Les études de Marr sont aussi au centre de l’analyse d’Ekaterina Velmezova, également de l’université de Lausanne, qui discute le traitement du cas de l’estonien par le linguiste marxiste. Notamment, selon une vision où la parenté des langues est mise de côté au profit des contacts et des conditions de vie socio-économiques, Marr affirme avoir trouvé une parenté entre l’estonien et des langues aussi éloignées (en termes de parenté) que l’arménien, le géorgien ou le basque. Ces exemples lui servent notamment à illustrer ses lois sémantiques.
L’article d’Elena Simonato, de l’université de Lausanne, poursuit le thème du dialogue entre les linguistes soviétiques et occidentaux, en s’intéressant à la réception du Cours de linguistique générale de Saussure en URSS, ouvrage déjà connu dans l’Union une décennie avant 1933, date de sa parution soviétique officielle. E. Simonato explore le contexte des années 1920 et 1930, où des chercheurs tels que Polivanov et Jakovlev développent l’approche qu’ils nomment «sociolinguistique»
(cоциально-лингвиcтичеcкая) ou « linguistique sociale » (cоциальная лингвиcтика), ou encore, en particulier, « phonologie sociale » (cоциальная фонология), terme utilisé par Strelkov. Développant les idées de Baudouin de Courtenay et de Ščerba, ils aspirent à élaborer une phonologie appliquée qui pourrait notamment leur servir pour ce qu’ils appellent «l’édification linguistique» des langues turques. Dans ce contexte, tout en saluant une approche moins biologique et plus sociale de la langue chez Saussure, ils critiquent chez lui un « sociologisme abstrait » (p. 404).
Par ailleurs, la critique principale concerne l’absence d’une conception claire du phonème : ce qui leur aurait permis d’élaborer des alphabets de type phonologique. Simonato suggère en guise de conclusion qu’une synthèse entre les deux approches a été accomplie par l’école de Troubetzkoy. Ces contributions concernant le dialogue entre différentes traditions linguistiques nationales révèlent encore une fois la pluralité des vues de ce que sont la langue et la linguistique. En outre, elles démontrent davantage comment le développement des idées linguistiques est conditionné par les contextes sociopolitiques de leur émergence et réception.

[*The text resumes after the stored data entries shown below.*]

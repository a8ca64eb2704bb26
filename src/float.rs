use paste::paste;

macro_rules! impl_float_ops {
    ($float:ident) => {
        paste! {
            #[inline(always)]
            pub fn [<$float _add>](a: $float, b: $float) -> $float { a + b }
            #[inline(always)]
            pub fn [<$float _sub>](a: $float, b: $float) -> $float { a - b }
            #[inline(always)]
            pub fn [<$float _mul>](a: $float, b: $float) -> $float { a * b }
            #[inline(always)]
            pub fn [<$float _div>](a: $float, b: $float) -> $float { a / b }

            #[inline(always)]
            pub fn [<$float _min>](a: $float, b: $float) -> $float { [<$float _minmax>](a, b, true) }
            #[inline(always)]
            pub fn [<$float _max>](a: $float, b: $float) -> $float { [<$float _minmax>](a, b, false) }

            // NaN wins over everything; among zeros -0 is the smaller one.
            #[inline(always)]
            fn [<$float _minmax>](a: $float, b: $float, want_negative: bool) -> $float {
                if a.is_nan() {
                    a
                } else if b.is_nan() {
                    b
                } else if a == b && a == 0.0 {
                    if a.is_sign_negative() == want_negative { a } else { b }
                } else if want_negative {
                    a.min(b)
                } else {
                    a.max(b)
                }
            }

            #[inline(always)]
            pub fn [<$float _copysign>](a: $float, b: $float) -> $float { a.copysign(b) }
            #[inline(always)]
            pub fn [<$float _abs>](a: $float) -> $float { a.abs() }
            #[inline(always)]
            pub fn [<$float _neg>](a: $float) -> $float { -a }
            #[inline(always)]
            pub fn [<$float _ceil>](a: $float) -> $float { a.ceil() }
            #[inline(always)]
            pub fn [<$float _floor>](a: $float) -> $float { a.floor() }
            #[inline(always)]
            pub fn [<$float _trunc>](a: $float) -> $float { a.trunc() }
            /// Round to nearest, ties to even.
            #[inline(always)]
            pub fn [<$float _nearest>](a: $float) -> $float { a.round_ties_even() }
            #[inline(always)]
            pub fn [<$float _sqrt>](a: $float) -> $float { a.sqrt() }
        }
    };
}

impl_float_ops!(f32);
impl_float_ops!(f64);
use std::fmt::{Display, Formatter};

#[derive(Debug, Clone, Copy, PartialEq, Eq)]
pub enum Error {
    /// The dispatcher handed an operation something it can never accept.
    Validation(&'static str),
    /// Runtime fault; aborts the current execution, the host keeps running.
    Trap(&'static str),
    Link(&'static str),
    /// Host allocator gave up. Nothing can safely continue after this.
    Allocation(&'static str),
}

impl Error {
    #[inline]
    pub fn message(&self) -> &'static str {
        match self {
            Error::Validation(s) | Error::Trap(s) | Error::Link(s) | Error::Allocation(s) => s,
        }
    }

    #[inline]
    pub fn is_trap(&self) -> bool { matches!(self, Error::Trap(_)) }

    #[inline]
    pub fn is_fatal(&self) -> bool { matches!(self, Error::Allocation(_)) }
}

impl Display for Error {
    fn fmt(&self, f: &mut Formatter<'_>) -> std::fmt::Result {
        f.write_str(self.message())
    }
}

impl std::error::Error for Error {}

#[inline(always)]
pub fn validation<T>(msg: &'static str) -> Result<T, Error> { Err(Error::Validation(msg)) }
#[inline(always)]
pub fn trap<T>(msg: &'static str) -> Result<T, Error> { Err(Error::Trap(msg)) }
#[inline(always)]
pub fn link<T>(msg: &'static str) -> Result<T, Error> { Err(Error::Link(msg)) }
#[inline(always)]
pub fn allocation<T>(msg: &'static str) -> Result<T, Error> { Err(Error::Allocation(msg)) }

// Validation errors
pub const INVALID_NUM_ARG: &str = "invalid number of arguments";
pub const MEMORY_SIZE_LIMIT: &str = "memory size must be at most 65536 pages (4GiB)";
pub const MIN_GREATER_THAN_MAX: &str = "size minimum must not be greater than maximum";
pub const TYPE_MISMATCH: &str = "type mismatch";
pub const UNKNOWN_MEMORY: &str = "unknown memory";
pub const UNKNOWN_OPERATOR: &str = "unknown operator";
// Trap errors
pub const DIVIDE_BY_ZERO: &str = "integer divide by zero";
pub const INTEGER_OVERFLOW: &str = "integer overflow";
pub const INVALID_CONV_TO_INT: &str = "invalid conversion to integer";
pub const OOB_MEMORY_ACCESS: &str = "out of bounds memory access";
// Link errors
pub const DATA_SEG_DNF: &str = "data segment does not fit";
// Allocation errors
pub const ALLOCATION_FAILED: &str = "memory allocation failed";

Une série d’articles est dédiée à l’héritage de Bakhtine. Ljudmila Gogotišvili (1954-2018), de Moscou, dans son article en russe propose un survol critique des différentes interprétations du terme de « polyphonie » de Bakhtine, ainsi que des notions apparentées de « dialogisme » et de « double voix ». Elle fait également une comparaison entre le terme de « parole à double voix » (двуголоcое cлово) de Bakhtine et l’analyse de discours par P. Sériot. Ainsi, dans les deux cas, il s’agit de discerner plusieurs voix dans un extrait qui formellement n’a pas les traits d’un dialogue ou de parole rapportée. Cependant, pour Bakhtine c’est la voix de l’auteur de l’énoncé qui domine (par exemple, dans l’ironie) ; tandis que dans la théorie du discours telle que proposée par Sériot pour l’analyse du discours soviétique, c’est le présupposé, le discours de l’autre invisible qui domine. L. Gogotišvili convient que ces deux options sont complémentaires. Quant à la polyphonie, selon son interprétation de Bakhtine, c’est un type de situation où différentes voix se trouvent en alternance dans la position dominante.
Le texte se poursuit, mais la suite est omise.